### Your instructions
If a line in the data has the string "from", please show it.

Stored items:
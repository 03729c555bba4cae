//! Conversion of raw upstream samples into validated [`Reading`]s.
//!
//! The upstream page reports times one hour ahead of real time and can
//! serve a cached row from an earlier interval. [`normalize`] applies the
//! freshness gate: a sample is accepted only when its reported hour equals
//! the hour of `now + REPORTING_LAG`. Anything else comes back as
//! [`Normalized::Stale`], which is an expected outcome and not an error.
//!
//! # Example
//!
//! ```
//! use solar_types::{RawSample, Normalized, normalize};
//! use time::macros::datetime;
//!
//! let raw = RawSample {
//!     date: "07/03/24".into(),
//!     time: "3:02PM".into(),
//!     energy: "3.20kWh".into(),
//!     power: "1,234W".into(),
//!     temperature: "21.5C".into(),
//! };
//!
//! match normalize(&raw, datetime!(2024-03-07 14:05 UTC)).unwrap() {
//!     Normalized::Accepted(reading) => assert_eq!(reading.power_w, 1234.0),
//!     Normalized::Stale { .. } => unreachable!(),
//! }
//! ```

use time::{Duration, OffsetDateTime};

use crate::error::{ParseError, ParseResult};
use crate::types::{RawSample, Reading, TimeOfDay};

/// Fixed offset between real time and the time the upstream source reports.
pub const REPORTING_LAG: Duration = Duration::hours(1);

/// How long a reading stays retrievable from the hot store.
pub const HOT_RETENTION: Duration = Duration::days(7);

/// Outcome of normalizing one sample.
#[derive(Debug, Clone, PartialEq)]
pub enum Normalized {
    /// The sample passed the freshness gate and should be written.
    Accepted(Reading),
    /// The sample reports a different hour than the current reporting hour.
    Stale {
        /// Time the sample claims to be from.
        time_of_day: TimeOfDay,
        /// Hour the sample was expected to report.
        reporting_hour: u8,
    },
}

impl Normalized {
    /// Whether the sample should be written to the hot store.
    #[must_use]
    pub fn is_accepted(&self) -> bool {
        matches!(self, Normalized::Accepted(_))
    }
}

/// Parse a 12-hour clock label with an am/pm marker into a [`TimeOfDay`].
///
/// Accepts `"3:02PM"`, `"03:02pm"`, `"12:05 AM"` and `"3:2PM"`. The hour
/// must be 1-12 and the minute one or two digits below 60.
///
/// ```
/// use solar_types::{parse_time_label, TimeOfDay};
///
/// assert_eq!(parse_time_label("3:02PM").unwrap(), TimeOfDay::new(15, 2).unwrap());
/// assert_eq!(parse_time_label("12:05am").unwrap(), TimeOfDay::new(0, 5).unwrap());
/// assert!(parse_time_label("15:02").is_err());
/// ```
pub fn parse_time_label(label: &str) -> ParseResult<TimeOfDay> {
    let invalid = || ParseError::InvalidTime(label.to_string());
    let trimmed = label.trim();
    if trimmed.len() < 2 || !trimmed.is_char_boundary(trimmed.len() - 2) {
        return Err(invalid());
    }

    let (clock, marker) = trimmed.split_at(trimmed.len() - 2);
    let pm = if marker.eq_ignore_ascii_case("pm") {
        true
    } else if marker.eq_ignore_ascii_case("am") {
        false
    } else {
        return Err(invalid());
    };

    let (h, m) = clock.trim_end().split_once(':').ok_or_else(invalid)?;
    if h.is_empty() || h.len() > 2 || m.is_empty() || m.len() > 2 {
        return Err(invalid());
    }
    if !h.bytes().chain(m.bytes()).all(|b| b.is_ascii_digit()) {
        return Err(invalid());
    }

    let hour12: u8 = h.parse().map_err(|_| invalid())?;
    let minute: u8 = m.parse().map_err(|_| invalid())?;
    if !(1..=12).contains(&hour12) {
        return Err(invalid());
    }

    let hour = match (hour12, pm) {
        (12, false) => 0,
        (12, true) => 12,
        (h, false) => h,
        (h, true) => h + 12,
    };

    TimeOfDay::new(hour, minute).ok_or_else(invalid)
}

/// Strip a unit suffix and thousands separators, then parse the decimal.
///
/// ```
/// use solar_types::strip_unit;
///
/// assert_eq!(strip_unit("energy", "3.20kWh", "kWh").unwrap(), 3.20);
/// assert_eq!(strip_unit("power", "1,234W", "W").unwrap(), 1234.0);
/// assert_eq!(strip_unit("temperature", "21.5C", "C").unwrap(), 21.5);
/// ```
pub fn strip_unit(field: &'static str, value: &str, unit: &str) -> ParseResult<f64> {
    let trimmed = value.trim();
    let number = trimmed.strip_suffix(unit).unwrap_or(trimmed);
    let cleaned: String = number.chars().filter(|c| *c != ',').collect();

    match cleaned.trim().parse::<f64>() {
        Ok(v) if v.is_finite() => Ok(v),
        _ => Err(ParseError::InvalidNumber {
            field,
            value: value.to_string(),
        }),
    }
}

fn non_negative(field: &'static str, value: f64) -> ParseResult<f64> {
    if value < 0.0 {
        Err(ParseError::Negative { field, value })
    } else {
        Ok(value)
    }
}

/// The hour a fresh sample is expected to report at `now`.
#[must_use]
pub fn reporting_hour(now: OffsetDateTime) -> u8 {
    (now + REPORTING_LAG).hour()
}

/// Turn a raw sample into a [`Reading`], applying the freshness gate.
///
/// `now` is the ingestion instant in the deployment's local offset; it
/// decides the reporting hour, the day-of-month partition and the expiry.
///
/// # Errors
///
/// Returns a [`ParseError`] when any field is malformed. Nothing about the
/// sample should be written in that case.
pub fn normalize(raw: &RawSample, now: OffsetDateTime) -> ParseResult<Normalized> {
    let time_of_day = parse_time_label(&raw.time)?;
    let energy_kwh = non_negative("energy", strip_unit("energy", &raw.energy, "kWh")?)?;
    let power_w = non_negative("power", strip_unit("power", &raw.power, "W")?)?;
    let temperature_c = strip_unit("temperature", &raw.temperature, "C")?;

    let expected = reporting_hour(now);
    if time_of_day.hour() != expected {
        return Ok(Normalized::Stale {
            time_of_day,
            reporting_hour: expected,
        });
    }

    Ok(Normalized::Accepted(Reading {
        time_of_day,
        day_of_month: now.day(),
        energy_kwh,
        power_w,
        temperature_c,
        expires_at: now + HOT_RETENTION,
    }))
}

### Exercise output
//! serve a cached row from an earlier interval. [`normalize`] applies the
/// How long a reading stays retrievable from the hot store.
        /// Time the sample claims to be from.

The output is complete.